=== Dataset excerpts ===
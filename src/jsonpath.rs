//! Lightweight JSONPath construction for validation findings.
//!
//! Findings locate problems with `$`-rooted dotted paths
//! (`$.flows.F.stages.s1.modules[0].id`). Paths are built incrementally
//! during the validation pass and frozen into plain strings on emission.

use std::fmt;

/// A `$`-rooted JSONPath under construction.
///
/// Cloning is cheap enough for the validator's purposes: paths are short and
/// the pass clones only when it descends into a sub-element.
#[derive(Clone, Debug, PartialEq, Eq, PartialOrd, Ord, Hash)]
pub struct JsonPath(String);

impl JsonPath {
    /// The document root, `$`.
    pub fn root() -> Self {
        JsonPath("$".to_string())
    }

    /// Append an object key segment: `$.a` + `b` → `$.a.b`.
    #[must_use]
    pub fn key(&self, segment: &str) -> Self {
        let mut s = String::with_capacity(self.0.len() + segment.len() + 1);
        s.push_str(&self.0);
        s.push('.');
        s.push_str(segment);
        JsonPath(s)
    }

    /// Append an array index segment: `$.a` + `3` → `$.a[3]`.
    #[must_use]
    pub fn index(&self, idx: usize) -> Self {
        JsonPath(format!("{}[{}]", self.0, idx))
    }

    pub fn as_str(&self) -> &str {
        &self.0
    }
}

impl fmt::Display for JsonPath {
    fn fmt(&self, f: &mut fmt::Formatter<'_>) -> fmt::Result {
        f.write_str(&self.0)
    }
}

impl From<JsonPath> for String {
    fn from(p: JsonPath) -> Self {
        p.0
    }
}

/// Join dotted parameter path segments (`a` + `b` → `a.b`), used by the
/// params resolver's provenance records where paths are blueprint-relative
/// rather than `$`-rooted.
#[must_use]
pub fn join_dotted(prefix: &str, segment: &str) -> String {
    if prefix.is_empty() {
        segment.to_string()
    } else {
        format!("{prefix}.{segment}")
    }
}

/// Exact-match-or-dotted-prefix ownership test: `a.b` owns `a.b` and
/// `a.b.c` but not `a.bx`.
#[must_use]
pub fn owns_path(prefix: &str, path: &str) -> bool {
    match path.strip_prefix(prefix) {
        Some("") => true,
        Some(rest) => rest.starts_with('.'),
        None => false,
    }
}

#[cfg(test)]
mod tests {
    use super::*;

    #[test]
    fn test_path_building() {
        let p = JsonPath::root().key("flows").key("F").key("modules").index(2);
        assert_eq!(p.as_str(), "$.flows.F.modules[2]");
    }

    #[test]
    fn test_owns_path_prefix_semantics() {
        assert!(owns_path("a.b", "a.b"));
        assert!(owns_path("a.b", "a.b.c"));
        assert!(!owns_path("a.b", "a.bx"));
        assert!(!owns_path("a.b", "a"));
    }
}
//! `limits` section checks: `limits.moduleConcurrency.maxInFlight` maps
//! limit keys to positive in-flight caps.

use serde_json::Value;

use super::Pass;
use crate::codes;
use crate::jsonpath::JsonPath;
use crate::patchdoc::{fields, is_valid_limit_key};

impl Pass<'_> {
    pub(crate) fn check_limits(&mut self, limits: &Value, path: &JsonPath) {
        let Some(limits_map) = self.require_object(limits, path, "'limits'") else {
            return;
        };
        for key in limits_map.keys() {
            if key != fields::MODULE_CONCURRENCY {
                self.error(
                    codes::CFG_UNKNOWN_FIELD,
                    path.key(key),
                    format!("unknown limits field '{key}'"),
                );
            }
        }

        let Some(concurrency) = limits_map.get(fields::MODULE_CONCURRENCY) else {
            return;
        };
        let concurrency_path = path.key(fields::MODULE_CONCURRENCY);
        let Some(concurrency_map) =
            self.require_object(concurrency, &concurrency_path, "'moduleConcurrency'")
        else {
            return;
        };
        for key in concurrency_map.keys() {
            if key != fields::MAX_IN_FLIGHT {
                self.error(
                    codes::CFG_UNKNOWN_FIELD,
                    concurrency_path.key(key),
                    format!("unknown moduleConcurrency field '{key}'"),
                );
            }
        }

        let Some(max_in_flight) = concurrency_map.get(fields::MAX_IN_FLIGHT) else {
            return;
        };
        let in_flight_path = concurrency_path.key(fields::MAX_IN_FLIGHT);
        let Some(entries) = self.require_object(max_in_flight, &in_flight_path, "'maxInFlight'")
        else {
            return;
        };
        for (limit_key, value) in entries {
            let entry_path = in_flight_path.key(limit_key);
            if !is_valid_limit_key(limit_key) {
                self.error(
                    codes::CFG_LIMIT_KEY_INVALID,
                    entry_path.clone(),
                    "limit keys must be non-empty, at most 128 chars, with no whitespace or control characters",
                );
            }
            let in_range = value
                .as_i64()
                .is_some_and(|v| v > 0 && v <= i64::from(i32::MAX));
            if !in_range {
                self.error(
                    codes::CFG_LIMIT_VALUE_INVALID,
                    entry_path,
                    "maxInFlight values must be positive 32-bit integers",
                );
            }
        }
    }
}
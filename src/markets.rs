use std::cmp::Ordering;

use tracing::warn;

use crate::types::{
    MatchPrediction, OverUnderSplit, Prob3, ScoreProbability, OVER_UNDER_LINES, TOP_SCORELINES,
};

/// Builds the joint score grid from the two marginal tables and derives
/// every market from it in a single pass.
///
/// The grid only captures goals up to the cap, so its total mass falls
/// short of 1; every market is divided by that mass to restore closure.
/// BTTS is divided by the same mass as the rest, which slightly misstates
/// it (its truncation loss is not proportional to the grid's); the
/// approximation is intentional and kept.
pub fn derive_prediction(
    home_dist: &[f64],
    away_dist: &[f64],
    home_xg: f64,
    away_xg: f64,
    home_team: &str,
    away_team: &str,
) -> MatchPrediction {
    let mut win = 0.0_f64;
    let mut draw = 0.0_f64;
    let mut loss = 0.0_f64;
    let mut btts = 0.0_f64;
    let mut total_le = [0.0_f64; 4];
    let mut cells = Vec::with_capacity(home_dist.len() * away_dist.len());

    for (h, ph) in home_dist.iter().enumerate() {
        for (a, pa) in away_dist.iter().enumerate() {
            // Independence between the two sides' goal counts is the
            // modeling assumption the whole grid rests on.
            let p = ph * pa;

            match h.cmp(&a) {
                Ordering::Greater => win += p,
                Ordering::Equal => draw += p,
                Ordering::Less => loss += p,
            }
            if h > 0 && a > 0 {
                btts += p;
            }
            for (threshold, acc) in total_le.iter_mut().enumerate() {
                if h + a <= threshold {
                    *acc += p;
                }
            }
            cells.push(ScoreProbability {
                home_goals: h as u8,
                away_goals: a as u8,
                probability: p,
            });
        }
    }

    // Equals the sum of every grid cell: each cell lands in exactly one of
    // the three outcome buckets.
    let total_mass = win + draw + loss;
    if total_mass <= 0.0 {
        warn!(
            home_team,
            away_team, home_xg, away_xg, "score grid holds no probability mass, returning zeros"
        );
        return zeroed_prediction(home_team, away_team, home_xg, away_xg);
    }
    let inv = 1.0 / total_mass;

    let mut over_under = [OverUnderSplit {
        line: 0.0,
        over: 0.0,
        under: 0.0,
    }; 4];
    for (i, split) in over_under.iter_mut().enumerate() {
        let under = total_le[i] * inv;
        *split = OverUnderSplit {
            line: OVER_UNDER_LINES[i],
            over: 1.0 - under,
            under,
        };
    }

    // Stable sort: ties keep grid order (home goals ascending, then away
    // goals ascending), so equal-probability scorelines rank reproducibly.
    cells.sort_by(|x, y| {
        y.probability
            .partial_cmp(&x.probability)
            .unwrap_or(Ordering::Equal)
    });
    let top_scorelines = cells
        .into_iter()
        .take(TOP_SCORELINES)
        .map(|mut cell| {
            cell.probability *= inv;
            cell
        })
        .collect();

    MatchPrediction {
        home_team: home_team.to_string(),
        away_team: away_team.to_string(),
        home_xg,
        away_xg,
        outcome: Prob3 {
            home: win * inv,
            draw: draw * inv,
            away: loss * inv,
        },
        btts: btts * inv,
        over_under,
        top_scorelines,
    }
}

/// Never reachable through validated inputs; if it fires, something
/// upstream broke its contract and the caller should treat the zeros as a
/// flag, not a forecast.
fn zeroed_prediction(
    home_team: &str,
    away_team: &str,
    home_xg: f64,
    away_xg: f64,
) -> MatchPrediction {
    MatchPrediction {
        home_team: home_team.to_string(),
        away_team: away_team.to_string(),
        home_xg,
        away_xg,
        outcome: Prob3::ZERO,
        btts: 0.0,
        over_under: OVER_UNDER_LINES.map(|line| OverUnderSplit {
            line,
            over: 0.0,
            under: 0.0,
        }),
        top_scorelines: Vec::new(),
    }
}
===
=== Dataset excerpts ===
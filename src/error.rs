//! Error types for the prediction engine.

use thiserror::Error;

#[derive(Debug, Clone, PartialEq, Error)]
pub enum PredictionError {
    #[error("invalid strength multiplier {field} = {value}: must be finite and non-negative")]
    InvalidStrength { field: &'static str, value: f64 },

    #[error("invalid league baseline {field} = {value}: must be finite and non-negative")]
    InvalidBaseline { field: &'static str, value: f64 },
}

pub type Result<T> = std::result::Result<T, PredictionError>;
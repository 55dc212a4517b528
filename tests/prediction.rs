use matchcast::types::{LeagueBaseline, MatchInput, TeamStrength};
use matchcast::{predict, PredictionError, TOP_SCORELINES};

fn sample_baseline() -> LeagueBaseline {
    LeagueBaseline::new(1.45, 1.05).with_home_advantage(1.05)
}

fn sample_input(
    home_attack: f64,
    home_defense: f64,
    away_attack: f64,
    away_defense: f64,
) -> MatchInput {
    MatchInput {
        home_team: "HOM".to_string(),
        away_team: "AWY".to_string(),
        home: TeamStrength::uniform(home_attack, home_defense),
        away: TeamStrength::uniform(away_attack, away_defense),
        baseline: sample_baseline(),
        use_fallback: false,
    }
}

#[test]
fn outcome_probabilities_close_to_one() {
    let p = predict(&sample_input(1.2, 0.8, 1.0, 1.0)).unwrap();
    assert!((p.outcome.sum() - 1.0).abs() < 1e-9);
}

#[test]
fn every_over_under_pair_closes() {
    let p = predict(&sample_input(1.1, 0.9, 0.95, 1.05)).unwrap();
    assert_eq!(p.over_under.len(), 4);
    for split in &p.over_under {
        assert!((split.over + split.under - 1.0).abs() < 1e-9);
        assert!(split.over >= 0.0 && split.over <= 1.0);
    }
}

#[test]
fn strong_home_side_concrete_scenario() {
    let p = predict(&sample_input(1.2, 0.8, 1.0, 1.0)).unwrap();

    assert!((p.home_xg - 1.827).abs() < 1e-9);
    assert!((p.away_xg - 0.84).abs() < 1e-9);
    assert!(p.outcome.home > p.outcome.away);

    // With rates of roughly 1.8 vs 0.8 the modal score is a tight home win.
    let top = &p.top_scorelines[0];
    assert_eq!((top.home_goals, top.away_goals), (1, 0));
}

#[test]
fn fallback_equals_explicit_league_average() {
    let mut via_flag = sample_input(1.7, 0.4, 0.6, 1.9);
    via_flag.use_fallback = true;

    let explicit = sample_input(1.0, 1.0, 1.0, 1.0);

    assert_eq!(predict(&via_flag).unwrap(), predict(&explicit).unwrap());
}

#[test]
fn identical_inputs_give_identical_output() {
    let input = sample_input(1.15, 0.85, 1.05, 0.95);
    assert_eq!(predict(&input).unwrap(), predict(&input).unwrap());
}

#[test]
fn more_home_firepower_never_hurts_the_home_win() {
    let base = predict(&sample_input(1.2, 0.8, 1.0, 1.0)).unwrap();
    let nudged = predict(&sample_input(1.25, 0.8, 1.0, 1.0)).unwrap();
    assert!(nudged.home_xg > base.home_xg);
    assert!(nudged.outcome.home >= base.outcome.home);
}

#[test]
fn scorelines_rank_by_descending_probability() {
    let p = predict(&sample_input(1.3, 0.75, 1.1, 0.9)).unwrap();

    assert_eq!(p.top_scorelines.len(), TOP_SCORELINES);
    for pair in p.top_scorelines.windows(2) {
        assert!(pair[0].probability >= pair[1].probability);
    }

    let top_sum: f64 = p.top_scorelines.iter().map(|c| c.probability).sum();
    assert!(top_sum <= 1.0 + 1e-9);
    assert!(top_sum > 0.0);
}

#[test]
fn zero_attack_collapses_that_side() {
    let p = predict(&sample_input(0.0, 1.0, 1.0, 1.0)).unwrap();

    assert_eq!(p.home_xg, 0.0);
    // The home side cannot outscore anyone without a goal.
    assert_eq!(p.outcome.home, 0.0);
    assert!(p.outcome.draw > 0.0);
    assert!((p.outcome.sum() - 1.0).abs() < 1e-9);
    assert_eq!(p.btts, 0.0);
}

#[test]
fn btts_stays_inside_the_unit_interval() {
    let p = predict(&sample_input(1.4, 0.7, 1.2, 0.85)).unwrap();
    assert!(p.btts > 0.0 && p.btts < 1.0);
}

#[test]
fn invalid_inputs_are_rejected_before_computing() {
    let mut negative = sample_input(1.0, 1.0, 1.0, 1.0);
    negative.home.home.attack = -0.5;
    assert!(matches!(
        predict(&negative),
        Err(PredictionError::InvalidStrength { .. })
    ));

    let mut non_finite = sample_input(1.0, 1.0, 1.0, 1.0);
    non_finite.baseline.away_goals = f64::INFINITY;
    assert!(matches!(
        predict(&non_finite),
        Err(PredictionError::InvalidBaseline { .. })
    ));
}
===
Copy out every line of the data in which the word "PredictionError" is found.

pub enum PredictionError {
pub type Result<T> = std::result::Result<T, PredictionError>;
use matchcast::{predict, PredictionError, TOP_SCORELINES};
        Err(PredictionError::InvalidStrength { .. })
        Err(PredictionError::InvalidBaseline { .. })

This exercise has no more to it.